Common Mortgage Loan Programs
30 Year Fixed Rate Program
A 30 year fixed mortgage loan is a type of mortgage loan that is repaid by the borrower making 360 equal monthly payments over a period of 30 years. Since the borrower’s payments are ‘fixed’, the borrower can expect to make the same monthly payment for the entire term of the loan. A 30 year mortgage loan is the most widely accepted program used to finance a residential purchase, and is available for conventional, jumbo, FHA and VA loans.
15 Year Fixed Rate Program
A 15 year fixed mortgage loan is a type of mortgage loan that is repaid by the borrower making 180 equal monthly payments over a period of 15 years. Since the borrower’s payments are ‘fixed’, the borrower can expect to make the same monthly payment for the entire term of the loan. A 15 year mortgage loan is the most widely accepted program used to finance a residential purchase, and is available for conventional, jumbo, FHA and VA loans.
1, 3, 5, 7, 10 Year Adjustable Rate Loan Programs
An Adjustable Rate Mortgage (ARM) is a mortgage loan that is most widely known for its low starting interest rate (when compared to the 30 & 15 year mortgage loans). This ‘low’ introductory rate is used to calculate the mortgage payment for a specified period of time. Once this introductory period is over, the interest rate is adjusted periodically based on a pre selected index. The most commonly used index is the yield on the one-year Treasury Bill. The new interest rate is determined by adding this index to a set margin (which is determined by the lender). Although there are a variety of adjustable rate mortgage programs available, the most common program is the One Year Adjustable Mortgage (one Year ARM). The interest rate on the one year ARM is adjusted once each Year, for 30 years. APR’s on variable rate loans are subject to increase but may decrease from year-to-year, the borrower should be prepared to handle an increase in his/her monthly payment (should the index rate increase).
Jumbo Loan Programs
A jumbo mortgage is a mortgage loan which is larger than the limits set by Fannie Mae and Freddie Mac ($417,000 as of 1/1/2013). Since these two agencies will not purchase these types of loans, they usually carry a higher interest rate (to enhance their value and marketability to investors).
FHA Loan Programs
An FHA mortgage loan is insured by the Federal Housing Administration (a division of the Department of Housing and Urban Development (HUD)). Although mortgage lenders provide the mortgage funds, the FHA sets underwriting standards for approving applicants. In many cases, FHA underwriting guidelines are more lenient than conventional (not government insured or guaranteed) underwriting guidelines. This leniency makes it easier for borrowers to qualify for a mortgage loan (low down payment requirements and a higher monthly debt allowance). FHA limits the types of loan programs it insures, but it will insure the more popular 30 year fixed, 15 year fixed and one year adjustable loan programs. However, borrowers are limited to the amount that they can borrow using an FHA-insured mortgage. Applicable loan limits differ by county, so contact your local HUD office for specifics.
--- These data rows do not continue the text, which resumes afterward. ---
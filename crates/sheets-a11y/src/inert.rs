#![forbid(unsafe_code)]

//! Tag-counted non-interactive marking.
//!
//! Several overlay instances can mark the same background element as
//! non-interactive at the same time. A boolean attribute cannot express that:
//! the first instance to close would clear it while the others still need it.
//! [`InertRegistry`] instead keeps, per node, a count per tagging instance and
//! mirrors the *effective* state into the DOM (`inert` + `aria-hidden`).
//!
//! # Stacking
//!
//! Instances are ranked by the order they opened ([`InertRegistry::raise`]).
//! A tag placed by a lower-ranked instance does not apply to the container of
//! a higher-ranked instance: when a second overlay opens on top of a first,
//! the first one's "siblings are inert" marking must not disable the second.
//!
//! # Invariants
//!
//! 1. A node is effectively non-interactive iff at least one applicable tag
//!    has a positive count.
//! 2. `unmark` by one instance never removes another instance's tag.
//! 3. After `release_all(id)`, no node carries a tag from `id`.
//! 4. The DOM attributes of every touched node match its effective state.

use ahash::AHashMap;
use sheets_core::{Dom, InstanceId, NodeId};

/// DOM attribute mirroring effective non-interactive state.
pub const INERT_ATTR: &str = "inert";
/// Assistive-technology counterpart of [`INERT_ATTR`].
pub const ARIA_HIDDEN_ATTR: &str = "aria-hidden";

/// Reference-counted non-interactive tags shared by all instances of one
/// document.
#[derive(Debug, Default)]
pub struct InertRegistry {
    tags: AHashMap<NodeId, AHashMap<InstanceId, u32>>,
    owners: AHashMap<NodeId, InstanceId>,
    order: Vec<InstanceId>,
}

impl InertRegistry {
    /// Create an empty registry.
    pub fn new() -> Self {
        Self::default()
    }

    // --- Ownership & stacking ---

    /// Declare `container` as the overlay host of `instance`.
    pub fn register_owner(&mut self, container: NodeId, instance: InstanceId) {
        self.owners.insert(container, instance);
    }

    /// Forget the owner of `container`.
    pub fn forget_owner(&mut self, container: NodeId) {
        self.owners.remove(&container);
    }

    /// Move `instance` to the top of the stacking order.
    pub fn raise(&mut self, dom: &mut dyn Dom, instance: InstanceId) {
        self.order.retain(|&i| i != instance);
        self.order.push(instance);
        self.sync_owned(dom);
    }

    /// Remove `instance` from the stacking order.
    pub fn lower(&mut self, dom: &mut dyn Dom, instance: InstanceId) {
        let before = self.order.len();
        self.order.retain(|&i| i != instance);
        if self.order.len() != before {
            self.sync_owned(dom);
        }
    }

    /// Position of `instance` in the stacking order (higher is on top).
    pub fn rank(&self, instance: InstanceId) -> Option<usize> {
        self.order.iter().position(|&i| i == instance)
    }

    /// The top-most stacked instance.
    pub fn top(&self) -> Option<InstanceId> {
        self.order.last().copied()
    }

    // --- Tagging ---

    /// Add one tag from `by` to `node`.
    pub fn mark(&mut self, dom: &mut dyn Dom, node: NodeId, by: InstanceId) {
        *self.tags.entry(node).or_default().entry(by).or_insert(0) += 1;
        self.sync(dom, node);
    }

    /// Remove one tag from `by` on `node`. Returns `false` if `by` had none.
    pub fn unmark(&mut self, dom: &mut dyn Dom, node: NodeId, by: InstanceId) -> bool {
        let Some(per_node) = self.tags.get_mut(&node) else {
            return false;
        };
        let Some(count) = per_node.get_mut(&by) else {
            return false;
        };
        *count -= 1;
        if *count == 0 {
            per_node.remove(&by);
        }
        if per_node.is_empty() {
            self.tags.remove(&node);
        }
        self.sync(dom, node);
        true
    }

    /// Remove every tag placed by `by`. Returns the number of nodes touched.
    pub fn release_all(&mut self, dom: &mut dyn Dom, by: InstanceId) -> usize {
        let touched: Vec<NodeId> = self
            .tags
            .iter()
            .filter(|(_, per_node)| per_node.contains_key(&by))
            .map(|(&node, _)| node)
            .collect();
        for &node in &touched {
            if let Some(per_node) = self.tags.get_mut(&node) {
                per_node.remove(&by);
                if per_node.is_empty() {
                    self.tags.remove(&node);
                }
            }
            self.sync(dom, node);
        }
        touched.len()
    }

    // --- Queries ---

    /// Whether `by` currently tags `node`.
    pub fn is_tagged_by(&self, node: NodeId, by: InstanceId) -> bool {
        self.tags
            .get(&node)
            .is_some_and(|per_node| per_node.contains_key(&by))
    }

    /// Number of distinct instances tagging `node`.
    pub fn tag_count(&self, node: NodeId) -> usize {
        self.tags.get(&node).map_or(0, |per_node| per_node.len())
    }

    /// Whether `node` itself is effectively non-interactive (ignoring
    /// ancestors).
    pub fn applies(&self, node: NodeId) -> bool {
        let Some(per_node) = self.tags.get(&node) else {
            return false;
        };
        let owner_rank = self
            .owners
            .get(&node)
            .and_then(|&owner| self.rank(owner));
        per_node.keys().any(|&tagger| match owner_rank {
            Some(owner_rank) => self.rank(tagger).is_none_or(|r| r > owner_rank),
            None => true,
        })
    }

    /// Whether `node` or any ancestor is effectively non-interactive.
    pub fn is_inert(&self, dom: &dyn Dom, node: NodeId) -> bool {
        let mut cursor = Some(node);
        while let Some(current) = cursor {
            if self.applies(current) {
                return true;
            }
            cursor = dom.parent(current);
        }
        false
    }

    fn sync(&self, dom: &mut dyn Dom, node: NodeId) {
        if self.applies(node) {
            dom.set_attribute(node, INERT_ATTR, "");
            dom.set_attribute(node, ARIA_HIDDEN_ATTR, "true");
        } else {
            dom.remove_attribute(node, INERT_ATTR);
            dom.remove_attribute(node, ARIA_HIDDEN_ATTR);
        }
    }

    fn sync_owned(&self, dom: &mut dyn Dom) {
        let owned: Vec<NodeId> = self
            .owners
            .keys()
            .copied()
            .filter(|node| self.tags.contains_key(node))
            .collect();
        for node in owned {
            self.sync(dom, node);
        }
    }
}

#[cfg(test)]
mod tests {
    use super::*;
    use proptest::prelude::*;
    use sheets_core::MemoryDom;

    fn setup() -> (MemoryDom, NodeId, NodeId) {
        let mut dom = MemoryDom::new();
        let root = dom.document_root();
        let app = dom.append_new(root, "main");
        let aside = dom.append_new(root, "aside");
        (dom, app, aside)
    }

    #[test]
    fn mark_sets_attributes() {
        let (mut dom, app, _) = setup();
        let mut reg = InertRegistry::new();
        let a = InstanceId::next();

        reg.mark(&mut dom, app, a);
        assert!(dom.has_attribute(app, INERT_ATTR));
        assert_eq!(dom.attribute(app, ARIA_HIDDEN_ATTR).as_deref(), Some("true"));
        assert!(reg.applies(app));
    }

    #[test]
    fn overlapping_tags_are_counted() {
        let (mut dom, app, _) = setup();
        let mut reg = InertRegistry::new();
        let a = InstanceId::next();
        let b = InstanceId::next();

        reg.mark(&mut dom, app, a);
        reg.mark(&mut dom, app, b);
        assert_eq!(reg.tag_count(app), 2);

        assert!(reg.unmark(&mut dom, app, a));
        assert!(dom.has_attribute(app, INERT_ATTR), "b still tags the node");

        assert!(reg.unmark(&mut dom, app, b));
        assert!(!dom.has_attribute(app, INERT_ATTR));
        assert!(!dom.has_attribute(app, ARIA_HIDDEN_ATTR));
    }

    #[test]
    fn unmark_without_tag_is_rejected() {
        let (mut dom, app, _) = setup();
        let mut reg = InertRegistry::new();
        let a = InstanceId::next();
        let b = InstanceId::next();
        reg.mark(&mut dom, app, a);
        assert!(!reg.unmark(&mut dom, app, b));
        assert!(reg.applies(app));
    }

    #[test]
    fn release_all_only_touches_own_tags() {
        let (mut dom, app, aside) = setup();
        let mut reg = InertRegistry::new();
        let a = InstanceId::next();
        let b = InstanceId::next();

        reg.mark(&mut dom, app, a);
        reg.mark(&mut dom, aside, a);
        reg.mark(&mut dom, aside, b);

        assert_eq!(reg.release_all(&mut dom, a), 2);
        assert!(!dom.has_attribute(app, INERT_ATTR));
        assert!(dom.has_attribute(aside, INERT_ATTR));
        assert!(!reg.is_tagged_by(aside, a));
        assert!(reg.is_tagged_by(aside, b));
    }

    #[test]
    fn lower_ranked_tag_does_not_disable_higher_container() {
        let (mut dom, first, second) = setup();
        let mut reg = InertRegistry::new();
        let a = InstanceId::next();
        let b = InstanceId::next();
        reg.register_owner(first, a);
        reg.register_owner(second, b);

        reg.raise(&mut dom, a);
        reg.mark(&mut dom, second, a);
        assert!(reg.applies(second), "b is closed, a's tag applies");

        reg.raise(&mut dom, b);
        assert!(!reg.applies(second), "b now stacks above a");
        assert!(!dom.has_attribute(second, INERT_ATTR));

        reg.mark(&mut dom, first, b);
        assert!(reg.applies(first));

        reg.lower(&mut dom, b);
        assert!(reg.applies(second), "b closed again");
    }

    #[test]
    fn inert_ancestor_blocks_descendants() {
        let (mut dom, app, _) = setup();
        let nested = dom.append_new(app, "div");
        let mut reg = InertRegistry::new();
        let a = InstanceId::next();
        assert!(!reg.is_inert(&dom, nested));
        reg.mark(&mut dom, app, a);
        assert!(reg.is_inert(&dom, nested));
        assert!(!reg.applies(nested));
    }

    #[test]
    fn rank_follows_open_order() {
        let mut dom = MemoryDom::new();
        let mut reg = InertRegistry::new();
        let a = InstanceId::next();
        let b = InstanceId::next();
        reg.raise(&mut dom, a);
        reg.raise(&mut dom, b);
        assert_eq!(reg.rank(a), Some(0));
        assert_eq!(reg.rank(b), Some(1));
        assert_eq!(reg.top(), Some(b));
        reg.raise(&mut dom, a);
        assert_eq!(reg.top(), Some(a));
        reg.lower(&mut dom, a);
        assert_eq!(reg.rank(a), None);
    }

    proptest! {
        #[test]
        fn effective_state_matches_net_counts(
            ops in proptest::collection::vec((0usize..3, any::<bool>()), 0..64)
        ) {
            let (mut dom, app, _) = setup();
            let mut reg = InertRegistry::new();
            let ids = [InstanceId::next(), InstanceId::next(), InstanceId::next()];
            let mut counts = [0u32; 3];

            for (who, add) in ops {
                if add {
                    reg.mark(&mut dom, app, ids[who]);
                    counts[who] += 1;
                } else if reg.unmark(&mut dom, app, ids[who]) {
                    counts[who] -= 1;
                } else {
                    prop_assert_eq!(counts[who], 0);
                }
                let expected = counts.iter().any(|&c| c > 0);
                prop_assert_eq!(reg.applies(app), expected);
                prop_assert_eq!(dom.has_attribute(app, INERT_ATTR), expected);
            }
        }
    }
}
VA Loan Programs (Dept. of Veterans Affairs)
A VA mortgage loan is a mortgage loan that is guaranteed by the Department of Veterans Affairs (DVA). One of the biggest advantages of using a VA loan is that the borrower can finance the purchase of a property with no-money down. However, VA loans are restricted to individuals qualified by military service. The DVA will guarantee the more popular 30 year fixed, 15 year fixed loan programs.
5/25, 7/23 Balloon Programs
A balloon mortgage loan is a type of mortgage loan that has a short term (typically 5 or 7 years), but the monthly payment is computed using a 30 year term. When a borrower uses a balloon loan, he/she will make the monthly payment for the scheduled loan term (5 or 7 years). When this loan term is over, the borrower is required to pay off the remaining balance in one lump-sum payment. If the borrower decides not to sell the property after the loan term is over, the borrower has the option to refinance the mortgage with a new one. A 7/23 balloon mortgage gives the borrower the option to convert to a fixed rate program (for a nominal fee) after the initial term (7 years) is over. If the conversion feature is used, the interest rate for the remaining term of the loan (23 years) will be adjusted once to reflect market conditions, then remain fixed for the remainder of the loan term.